O ano de 2017 superou a violência de 2016. Na comparação entre os dois períodos, houve aumento de 14,75% no índice de assassinatos na região de Guarapuava.
Segundo o Relatório Estatístico Criminal, divulgado recentemente pela Secretaria de Estado da Segurança Pública e Administração Penitenciária (Sesp), de janeiro a dezembro do ano passado ocorreram 70 homicídios dolosos na 7ª Área Integrada de Segurança Pública (Aisp), cuja sede é em Guarapuava.
Em 2016, houve um número menor de crimes dessa natureza na 7ª Aisp: 61 casos. A área é formada por Boa Ventura de São Roque, Campina do Simão, Candói, Foz do Jordão, Guarapuava, Manoel Ribas, Mato Rico, Nova Tebas, Pinhão, Pitanga, Prudentópolis, Reserva do Iguaçu, Santa Maria do Oeste e Turvo.

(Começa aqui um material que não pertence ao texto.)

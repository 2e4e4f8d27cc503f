use std::sync::Arc;
use std::time::Duration;

use anyhow::{Context, Result};
use tokio::sync::mpsc;
use tracing::{info, warn};

use gatehouse::api::{create_webhook_router, VerifiedWebhook, WebhookAppState};
use gatehouse::config::{load_config, GatehouseConfig};
use gatehouse::credentials::{validate_key, CredentialStore};
use gatehouse::oauth::{create_oauth_router, run_state_cleanup, OAuthAppState, StateManager};
use gatehouse::signature::SignatureVerifier;

#[tokio::main]
async fn main() -> Result<()> {
    // Initialize tracing subscriber
    tracing_subscriber::fmt()
        .with_env_filter(
            tracing_subscriber::EnvFilter::try_from_default_env()
                .unwrap_or_else(|_| "gatehouse=info".into()),
        )
        .init();

    info!("Gatehouse starting...");

    // Configuration: optional TOML file, defaults otherwise
    let config = match std::env::var("GATEHOUSE_CONFIG") {
        Ok(path) => load_config(&path)
            .map_err(|e| anyhow::anyhow!("Failed to load config from {}: {}", path, e))?,
        Err(_) => GatehouseConfig::default(),
    };

    // Secrets come from the environment only
    let webhook_secret = std::env::var("GATEHOUSE_WEBHOOK_SECRET")
        .context("GATEHOUSE_WEBHOOK_SECRET must be set")?;
    let encryption_key_b64 = std::env::var("GATEHOUSE_ENCRYPTION_KEY")
        .context("GATEHOUSE_ENCRYPTION_KEY must be set")?;
    let encryption_key =
        validate_key(&encryption_key_b64).context("Invalid GATEHOUSE_ENCRYPTION_KEY")?;

    let verifier = Arc::new(SignatureVerifier::with_tolerance(
        webhook_secret.into_bytes(),
        config.webhook.tolerance_secs,
    ));

    let credential_store = Arc::new(
        CredentialStore::new(&config.credentials.db_path)
            .context("Failed to open credential store")?,
    );

    let state_manager = StateManager::new(config.oauth.state_ttl_secs);
    tokio::spawn(run_state_cleanup(
        state_manager.clone(),
        config.oauth.state_cleanup_interval_secs,
    ));

    // Single HTTP client for all authorization-server calls, bounded by a
    // request timeout. No automatic retries.
    let http = reqwest::Client::builder()
        .timeout(Duration::from_secs(config.oauth.provider_timeout_secs))
        .build()
        .context("Failed to build HTTP client")?;

    // Verified webhooks land on this channel; downstream processing is a
    // separate, explicit consumer.
    let (sink, mut verified_rx) = mpsc::channel::<VerifiedWebhook>(1024);
    tokio::spawn(async move {
        while let Some(event) = verified_rx.recv().await {
            info!(
                provider = %event.provider,
                event_id = %event.event_id,
                bytes = event.body.len(),
                "Processing verified webhook"
            );
        }
        warn!("Verified webhook channel closed");
    });

    let webhook_router = create_webhook_router(WebhookAppState {
        verifier,
        signature_header: config.webhook.signature_header.clone(),
        timestamp_header: config.webhook.timestamp_header.clone(),
        sink,
    });

    let oauth_router = create_oauth_router(OAuthAppState {
        credential_store,
        state_manager,
        http,
        encryption_key,
        auth_enabled: config.oauth.auth_enabled,
        callback_base_url: config.oauth.callback_base_url.clone(),
        refresh_margin_secs: config.oauth.refresh_margin_secs,
    });

    let app = webhook_router.merge(oauth_router);

    let listener = tokio::net::TcpListener::bind(&config.server.bind_addr)
        .await
        .with_context(|| format!("Failed to bind {}", config.server.bind_addr))?;

    info!(addr = %config.server.bind_addr, "Gatehouse listening");

    axum::serve(listener, app).await.context("Server error")?;

    Ok(())
}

Como já noticiado neste CORREIO, a cidade com maior quantitativo de homicídios em 2017 foi Guarapuava, com 37 ocorrências. Pelo porte, fluxo de pessoas e população, naturalmente a “terra do lobo bravo” acabou “liderando” esse tipo de crime. Na comparação com o mesmo período de 2016, houve alta de 2,77%.
PINHÃO
Mas o que espanta nos dados do relatório é Pinhão. O pequeno município de 30 mil habitantes teve 13 assassinatos no ano passado. É uma verdadeira escalada da violência, já que em 2016 não houve registros de nenhum desses crimes contra a vida: homicídio doloso, latrocínio (roubo seguido de morte) e lesão corporal com resultado fatal.

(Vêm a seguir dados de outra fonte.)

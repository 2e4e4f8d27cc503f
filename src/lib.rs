// Webhook signature verification
pub mod signature;

// Encrypted credential storage
pub mod credentials;

// OAuth authorization-code flow
pub mod oauth;

// Webhook ingest HTTP API
pub mod api;

// Bearer token extraction
pub mod auth;

// Configuration
pub mod config;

Prudentópolis aparece em 3º lugar na “lista negra”, com nove assassinatos no ano passado. Ou seja, as estatísticas na “terra do feijão preto” triplicaram, pois foram apenas três casos em 2016.
Fechando a lista do ano passado, surgem Candói (3), Santa Maria do Oeste (3), Foz do Jordão (1), Reserva do Iguaçu (1) e Turvo (1).
Na outra ponta, cinco cidades não registraram caso algum de homicídio em 2017: Boa Ventura de São Roque, Campina do Simão, Manoel Ribas, Mato Rico e Nova Tebas.
OUTROS
Nos demais crimes tabulados pela Sesp - latrocínio e lesão corporal -, a 7ª Aisp teve apenas seis casos ao longo de 2017, repetindo o mesmo número de 2016.